John Oster

Personal information
- Full name: John Joseph Oster
- Born: 23 May 1902 Wigan, Lancashire, England
- Died: 10 July 1956 (aged 54) Wigan, Lancashire, England

Playing information
- Position: Stand-off
Club
| Years | Team | Pld | T | G | FG | P |
| 1925–27 | Wigan Highfield | 53 | 16 | 6 | 0 | 60 |
| 1927–32 | Oldham | 189 | 67 | 6 |  | 213 |
| 1932–33 | Warrington | 40 | 4 | 0 | 2 | 16 |
| 1933–34 | London Highfield | 18 | 1 | 2 | 0 | 7 |
| 1934–35 | Liverpool Stanley | 20 | 1 | 0 | 0 | 3 |
| 1935 | Bradford Northern | 13 | 3 | 0 | 0 | 9 |
|  | Total | 333 | 92 | 14 | 2 | 308 |
Representative
| Years | Team | Pld | T | G | FG | P |
| 1929 | England | 1 | 0 | 0 | 0 | 0 |
| 1930 | Great Britain | 1 | 0 | 0 | 0 | 0 |
| 1929 | Northern League XIII | 2 | 1 | 0 | 0 | 3 |
| 1930 | Lancashire | 1 | 2 | 0 | 0 | 6 |
- Source:

= Jack Oster =

GB & England international rugby league footballer

John Joseph Oster (23 May 1902 – 10 July 1956) was an English professional rugby league footballer who played in the 1920s and 1930s. He played at representative level for Great Britain and England, and at club level for Wigan Highfield/London Highfield/Liverpool Stanley, Oldham, Warrington, and Bradford Northern, as a .

==Playing career==
===Club career===
Oster made his début for Warrington on Saturday 27 August 1932, and he played his last match for Warrington on Saturday 9 September 1933.

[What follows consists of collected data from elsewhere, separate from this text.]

//! Redis engagement store integration tests.
//!
//! These need a running Redis. Point `REDIS_URL` at it:
//!
//! ```bash
//! docker run -d -p 6379:6379 redis:7
//! REDIS_URL=redis://localhost:6379 cargo test -p agora-core --test redis_store -- --ignored
//! ```

#![allow(clippy::unwrap_used)]

use std::sync::Arc;
use std::time::Duration;

use agora_common::AppError;
use agora_core::{
    CommitOutcome, Direction, EngagementStore, RankingService, RedisEngagementStore, VoteChange,
    VoteService,
};
use uuid::Uuid;

async fn store() -> RedisEngagementStore {
    let url = std::env::var("REDIS_URL").unwrap_or_else(|_| "redis://localhost:6379".to_string());
    // Fresh prefix per test so runs never see each other's keys.
    let prefix = format!("agora-test-{}", Uuid::new_v4().simple());
    RedisEngagementStore::connect(&url, prefix).await.unwrap()
}

#[tokio::test]
#[ignore = "requires running Redis"]
async fn test_register_and_score() {
    let store = store().await;

    assert!(store.register(1).await.unwrap());
    assert!(!store.register(1).await.unwrap());
    assert_eq!(store.score_of(1).await.unwrap(), Some(0));
    assert_eq!(store.score_of(2).await.unwrap(), None);

    store.remove(1).await.unwrap();
}

#[tokio::test]
#[ignore = "requires running Redis"]
async fn test_commit_vote_is_conditional() {
    let store = store().await;
    let like = VoteChange {
        post_id: 10,
        user_id: 1,
        previous: None,
        next: Direction::Like,
    };

    assert_eq!(
        store.commit_vote(&like).await.unwrap(),
        CommitOutcome::Committed { score: 1 }
    );
    assert_eq!(store.commit_vote(&like).await.unwrap(), CommitOutcome::Conflict);
    assert_eq!(store.vote_of(10, 1).await.unwrap(), Some(Direction::Like));
    assert_eq!(store.score_of(10).await.unwrap(), Some(1));

    store.remove(10).await.unwrap();
    assert_eq!(store.vote_of(10, 1).await.unwrap(), None);
}

#[tokio::test]
#[ignore = "requires running Redis"]
async fn test_top_by_score_ties_by_id_desc() {
    let store = store().await;
    for id in [5, 40, 300] {
        store.register(id).await.unwrap();
    }
    store.adjust_score(5, 2).await.unwrap();

    assert_eq!(store.top_by_score(0, 10).await.unwrap(), vec![5, 300, 40]);
    assert_eq!(store.cardinality().await.unwrap(), 3);

    for id in [5, 40, 300] {
        store.remove(id).await.unwrap();
    }
}

#[tokio::test]
#[ignore = "requires running Redis"]
async fn test_vote_scenario_against_redis() {
    let store: Arc<dyn EngagementStore> = Arc::new(store().await);
    let deadline = Duration::from_secs(2);
    let ranking = RankingService::new(Arc::clone(&store), true, deadline);
    let votes = VoteService::new(Arc::clone(&store), ranking.clone(), deadline, 8);

    ranking.register(1).await.unwrap();
    votes.like(1, 1).await.unwrap();
    votes.like(1, 2).await.unwrap();
    assert!(matches!(
        votes.like(1, 1).await,
        Err(AppError::AlreadyLiked { .. })
    ));
    assert_eq!(votes.dislike(1, 1).await.unwrap().score, 0);
    assert!(matches!(
        votes.dislike(1, 3).await,
        Err(AppError::NotPreviouslyLiked { .. })
    ));

    ranking.remove(1).await.unwrap();
}

#[tokio::test(flavor = "multi_thread", worker_threads = 4)]
#[ignore = "requires running Redis"]
async fn test_concurrent_likes_count_once() {
    let store: Arc<dyn EngagementStore> = Arc::new(store().await);
    let deadline = Duration::from_secs(2);
    let ranking = RankingService::new(Arc::clone(&store), true, deadline);
    let votes = VoteService::new(Arc::clone(&store), ranking.clone(), deadline, 8);

    let mut handles = Vec::new();
    for _ in 0..20 {
        let votes = votes.clone();
        handles.push(tokio::spawn(async move { votes.like(7, 1).await.is_ok() }));
    }

    let mut accepted = 0;
    for handle in handles {
        if handle.await.unwrap() {
            accepted += 1;
        }
    }

    assert_eq!(accepted, 1);
    assert_eq!(ranking.score_of(7).await.unwrap(), 1);

    ranking.remove(7).await.unwrap();
}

Oster played in Warrington's 17-21 defeat by Huddersfield in the 1933 Challenge Cup Final during the 1932–33 season at Wembley Stadium, London on Saturday 6 May 1933, in front of a crowd of 41,784.

In 1936, he signed with French club Racing Club Albigeois.

===International honours===
Oster won a cap for England while at Oldham in the 27-20 victory over Other Nationalities at Headingley, Leeds on Wednesday 20 March 1929, and won a cap for Great Britain while at Oldham in the 0-0 draw with Australia in the 1929–30 Kangaroo tour of Great Britain match at Station Road, Swinton on Saturday 4 January 1930.